私は入れる派です。しかもできればペレットを使いたいです。パック詰めの粉のも購入できますが、高い!。ペレットからも粉がでて合成機に吸い込まれるのが嫌ですが、チューブにフィルターをつける派?つけない派?いろいろありますね。
アミダイトの乾燥があまいと、アクチベーターと混ぜた瞬間に水と反応し、アミダイトが縮合前に加水分解してしまったり、そもそもアミダイト自体がアセトニトリル溶液中で、徐々に加水分解することが考えられますね。加水分解だけが問題となるならば、系中の水が消費されればそれで終わりなのですが、その先の分解反応が実はあんまり知られていません。会社の若手とのディスカッションで、昔読んだ論文のことを思い出しました。
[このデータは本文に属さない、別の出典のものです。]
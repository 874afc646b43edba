//! Optional observability helpers for broker flows.
//!
//! # Feature Flags
//!
//! - Enable `tracing` to emit structured spans named `identity_broker.flow` with the `flow` and
//!   `entry` fields, plus `debug` events describing each provider response (status and size,
//!   never tokens or secrets).
//! - Enable `metrics` to increment the `identity_broker_flow_total` counter for every
//!   attempt/success/failure, labeled by `flow` + `outcome`.

mod metrics;
mod tracing;

pub use metrics::*;
pub use tracing::*;

// self
use crate::_prelude::*;

/// Broker operations observed by the crate.
#[derive(Clone, Copy, Debug, PartialEq, Eq, Hash)]
pub enum FlowKind {
	/// Login redirect URL construction.
	Login,
	/// Authorization code to identity exchange.
	Exchange,
}
impl FlowKind {
	/// Returns a stable label suitable for span or metric fields.
	pub const fn as_str(self) -> &'static str {
		match self {
			FlowKind::Login => "login",
			FlowKind::Exchange => "exchange",
		}
	}
}
impl Display for FlowKind {
	fn fmt(&self, f: &mut Formatter) -> FmtResult {
		f.write_str(self.as_str())
	}
}

/// Outcome labels recorded for each attempt.
#[derive(Clone, Copy, Debug, PartialEq, Eq, Hash)]
pub enum FlowOutcome {
	/// Entry to a broker operation.
	Attempt,
	/// Successful completion.
	Success,
	/// Failure propagated back to the caller.
	Failure,
}
impl FlowOutcome {
	/// Returns a stable label suitable for span or metric fields.
	pub const fn as_str(self) -> &'static str {
		match self {
			FlowOutcome::Attempt => "attempt",
			FlowOutcome::Success => "success",
			FlowOutcome::Failure => "failure",
		}
	}
}
impl Display for FlowOutcome {
	fn fmt(&self, f: &mut Formatter) -> FmtResult {
		f.write_str(self.as_str())
	}
}
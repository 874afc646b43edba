//! Broker-level error types shared by the login and exchange flows.

// self
use crate::_prelude::*;

/// Broker-wide result type alias returning [`Error`] by default.
pub type Result<T, E = Error> = std::result::Result<T, E>;

type BoxError = Box<dyn std::error::Error + Send + Sync>;

/// Canonical broker error exposed by public APIs.
///
/// Every variant keeps the underlying cause reachable through [`StdError::source`]; callers that
/// only need a pass/fail answer can treat the whole enum as one opaque failure.
#[derive(Debug, ThisError)]
pub enum Error {
	/// Local configuration or request-construction problem.
	#[error(transparent)]
	Config(#[from] ConfigError),
	/// Transport failure (DNS, TCP, TLS, body read).
	#[error(transparent)]
	Transport(#[from] TransportError),
	/// Provider response body could not be decoded.
	#[error(transparent)]
	Decode(#[from] DecodeError),
}

/// Which provider call of the code exchange an error belongs to.
#[derive(Clone, Copy, Debug, PartialEq, Eq, Hash)]
pub enum ExchangeStage {
	/// `POST` to the token endpoint.
	Token,
	/// `GET` to the user endpoint.
	Identity,
}
impl ExchangeStage {
	/// Returns a stable label suitable for span fields and messages.
	pub const fn as_str(self) -> &'static str {
		match self {
			ExchangeStage::Token => "token",
			ExchangeStage::Identity => "identity",
		}
	}
}
impl Display for ExchangeStage {
	fn fmt(&self, f: &mut Formatter) -> FmtResult {
		f.write_str(self.as_str())
	}
}

/// Configuration and request-construction failures.
#[derive(Debug, ThisError)]
pub enum ConfigError {
	/// HTTP client could not be constructed.
	#[error("HTTP client could not be constructed.")]
	HttpClientBuild {
		/// Underlying transport builder failure.
		#[source]
		source: BoxError,
	},
	/// HTTP request construction failed (bad URI or header value).
	#[error(transparent)]
	HttpRequest(#[from] oauth2::http::Error),
	/// Token request body could not be serialized.
	#[error("Token request body could not be serialized.")]
	Serialize(#[source] serde_json::Error),
	/// Authorize endpoint cannot be parsed as a URL.
	#[error("Authorize endpoint is not a valid URL.")]
	InvalidAuthorizeEndpoint {
		/// Underlying parsing failure.
		#[source]
		source: url::ParseError,
	},
}
impl ConfigError {
	/// Wraps a transport's builder failure inside [`ConfigError`].
	pub fn http_client_build(src: impl 'static + Send + Sync + std::error::Error) -> Self {
		Self::HttpClientBuild { source: Box::new(src) }
	}
}
#[cfg(feature = "reqwest")]
impl From<ReqwestError> for ConfigError {
	fn from(e: ReqwestError) -> Self {
		Self::http_client_build(e)
	}
}

/// Transport-level failures (network, IO).
#[derive(Debug, ThisError)]
pub enum TransportError {
	/// Underlying HTTP client reported a network failure.
	#[error("Network error occurred while calling the {stage} endpoint.")]
	Network {
		/// Call that failed.
		stage: ExchangeStage,
		/// Transport-specific network error.
		#[source]
		source: BoxError,
	},
	/// Underlying IO failure surfaced during transport.
	#[error("I/O error occurred while calling a provider endpoint.")]
	Io(#[from] std::io::Error),
}
impl TransportError {
	/// Wraps a transport-specific network error.
	pub fn network(stage: ExchangeStage, src: impl 'static + Send + Sync + StdError) -> Self {
		Self::Network { stage, source: Box::new(src) }
	}

	/// Call that failed, when known.
	pub fn stage(&self) -> Option<ExchangeStage> {
		match self {
			Self::Network { stage, .. } => Some(*stage),
			Self::Io(_) => None,
		}
	}
}

/// Response bodies that are not valid JSON or do not match the expected shape.
///
/// The HTTP status is attached for diagnostics only; it never decides whether decoding happens.
#[derive(Debug, ThisError)]
pub enum DecodeError {
	/// Token endpoint body could not be decoded.
	#[error("Token endpoint returned malformed JSON.")]
	TokenResponse {
		/// HTTP status code of the response.
		status: Option<u16>,
		/// Structured parsing failure.
		#[source]
		source: serde_path_to_error::Error<serde_json::Error>,
	},
	/// User endpoint body could not be decoded.
	#[error("User endpoint returned malformed JSON.")]
	IdentityResponse {
		/// HTTP status code of the response.
		status: Option<u16>,
		/// Structured parsing failure.
		#[source]
		source: serde_path_to_error::Error<serde_json::Error>,
	},
}
impl DecodeError {
	/// Call whose body failed to decode.
	pub fn stage(&self) -> ExchangeStage {
		match self {
			Self::TokenResponse { .. } => ExchangeStage::Token,
			Self::IdentityResponse { .. } => ExchangeStage::Identity,
		}
	}

	/// HTTP status of the undecodable response, when known.
	pub fn status(&self) -> Option<u16> {
		match self {
			Self::TokenResponse { status, .. } | Self::IdentityResponse { status, .. } => *status,
		}
	}

	/// JSON path at which decoding failed (e.g. `id`), `.` for the document root.
	pub fn path(&self) -> String {
		match self {
			Self::TokenResponse { source, .. } | Self::IdentityResponse { source, .. } =>
				source.path().to_string(),
		}
	}
}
2004年のNucleosides, Nucleotides & Nucleic AcidsでIsis(現Ionis)のグループがアミダイトの分解反応について報告しています。DNAの標準的なアミダイトをアセトニトリルに溶解させ、経時変化をHPLCで分析しています。0.2 MのG(ibu)のアミダイトの溶液では、純度99%のアミダイトが10日で91.5%まで下がるとのことです。他のA、C、Tではそんなに分解しません。
アミダイトが加水分解するとCE-H-ホスホネートが生成します。加水分解だけではココで終わりですが、この加水分解で副生するジイソプロピルアミンやアミダイト自体の塩基性で、H-ホスホネートのシアノエチル基がbeta-脱離し、H-ホスホネートモノエステルと、アクリロニトリルが生成します。一旦アクリロニトリルが生成するとアミダイトの分解反応は別のメカニズムで進行し始めます。アミダイトのリン原子がマイケル付加でアクリロニトリル付加体となり、この付加体からO-(2-シアノエチル)部分でさらにbeta-脱離が進行し、アクリロニトリルがまた生成します。つまりアクリロニトリルがアミダイトの分解を触媒し続けるということを示しています。
この論文では、モレキュラーシーブスを共存させると分解反応は、抑えられるとも報告しています。
リン周りの立体障害の少ないDNAのアミダイトの話です。より立体障害のあるRNAやLNAなどでは、もう少し安定なのかもしれません。(縮合効率が悪いですし、反応効率も違いますよね。)